Sunday, April 28, 2024

Residents gather on Cambridge Common on June 7, 2020, during a wave of Black Lives Matter protests that energized U.S. social justice efforts such as reparations. (Photo: Marc Levy)

The creation of an American Freedmen Commission to explore reparations was ordained unanimously Monday by the Cambridge City Council.

The new city department of five to 15 people, the majority of whom must be Freedmen – the descendants of people who were enslaved within the United States – now goes to the City Manager’s Office for implementation. Commission members will be paid a stipend to investigate historical human-rights violations and how to address them.

The vote was historic, said speakers during a public comment that drew remarks from several residents and activists from across the country.

“This will be the first approved commission since Reconstruction to focus on the descendants of American chattel slavery,” said Cheryce Cryer, a Los Angeles lawyer active in California’s ongoing work on reparations. “A yes vote will be historical and set a small but mighty city on an international path as a thought leader on restorative justice and create a guideline for other municipalities.”

Some distinctions are drawn between this and other reparations groups: It is not about racial justice, which is based on civil rights, but in transitional justice, which is based on human rights; and the reparations being discussed – which organizers stress is not about finding a dollar amount – is not about black people broadly.

Another California activist, Margery Melvin, said she considered Cambridge’s commission to be the first to “correctly characterize reparations – meaning you’ve correctly characterized it as being for the descendants of those enslaved in this country and freed by the 13th Amendment in 1865.”

Still, the U.S. reparations movement drew strength from the summer of 2020, when Black Rights Matter protests – resulting from a new wave of killings of people of color – also inspired more diversity among candidates for public office and a less successful movement to “defund” or demilitarize police departments. 

Councillors thanked resident Saskia VannJames for leading the work on the commission proposal and educating them on its details. “I’m a descendant of slaves, but from the Caribbean. And there is a distinction between those people and American Freedmen – we are related, but we are not the same,” councillor Quinton Zondervan said. “I really appreciate Saskia’s diligence in educating us and helping us understand those distinctions and how to navigate that complexity, and ultimately to put this before us in what is a historic moment and historic vote.” 

Standing up in 2021

When two reparations and restitution proposals came up in City Council meetings in 2021, VannJames stood during public comment to call them misguided.
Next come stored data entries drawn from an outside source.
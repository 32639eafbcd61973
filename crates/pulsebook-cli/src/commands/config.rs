//! Config command - inspect and create the configuration file.

use std::path::Path;

use anyhow::{Result, bail};

use crate::cli::ConfigAction;
use crate::config::Config;

/// Execute the config command.
pub fn cmd_config(action: ConfigAction, config: &Config, db_path: &Path) -> Result<()> {
    match action {
        ConfigAction::Path => println!("{}", Config::path().display()),
        ConfigAction::Show => {
            print!("{}", toml::to_string_pretty(config)?);
            println!("# effective database: {}", db_path.display());
        }
        ConfigAction::Init { force } => {
            let path = Config::path();
            if path.exists() && !force {
                bail!(
                    "Config file already exists at {}. Use --force to overwrite.",
                    path.display()
                );
            }
            let new_config = Config {
                database: Some(db_path.to_path_buf()),
                ..config.clone()
            };
            new_config.save()?;
            println!("Wrote {}", path.display());
        }
    }
    Ok(())
}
The orders were tabled in favor of getting more input from the community – a task that fell to VannJames, a policy director with the cannabis-focused Massachusetts Recreational Consumer Council and the co-founder of Grow to Consume, an organization that helps black people find urban agricultural space and learn to cultivate organic food.

VannJames’ volunteerism became two years of law study, meetings and attending reparations conferences. She estimated in September that she spoke with 1,000 people in preparation for presentations to two council committees leading to Monday’s vote.

“The passing of the American Freedmen commission will help our city repair harm stemming from a racial caste system that’s impacting all of us as residents. And I believe here in Cambridge we’re ready to have conversations on human rights,” VannJames said Monday. “We’re looking at ethnic erasure, and we’re looking at a multigenerational form of a genocide, essentially. When you’re identifying people only by race and justifying it to excuse history, we have to make amends towards our history.”

Just the beginning

The officials and activists agreed that however momentous the vote might be, it was only the start of a long and likely difficult road – starting with its foundational language and principles. “Residents are familiar with conversations around race. They’re familiar with conversations around antiracism,” VannJames said. “This is an unfamiliar conversation.”

Councillor E. Denise Simmons said the commission would do important work, and that Cambridge – as a city that strives to be a model for others nationwide – was “taking a bold step.”

“This city was built on the backs of free, enslaved labor, on Freedmen’s ancestors. Here we have the opportunity to do the important work of correcting the wrongs of the past. I am so proud to stand with this council as we ordain this project,” Simmons said. “This is the easy part. The hard work is yet to come. But I know we’re all up for it.”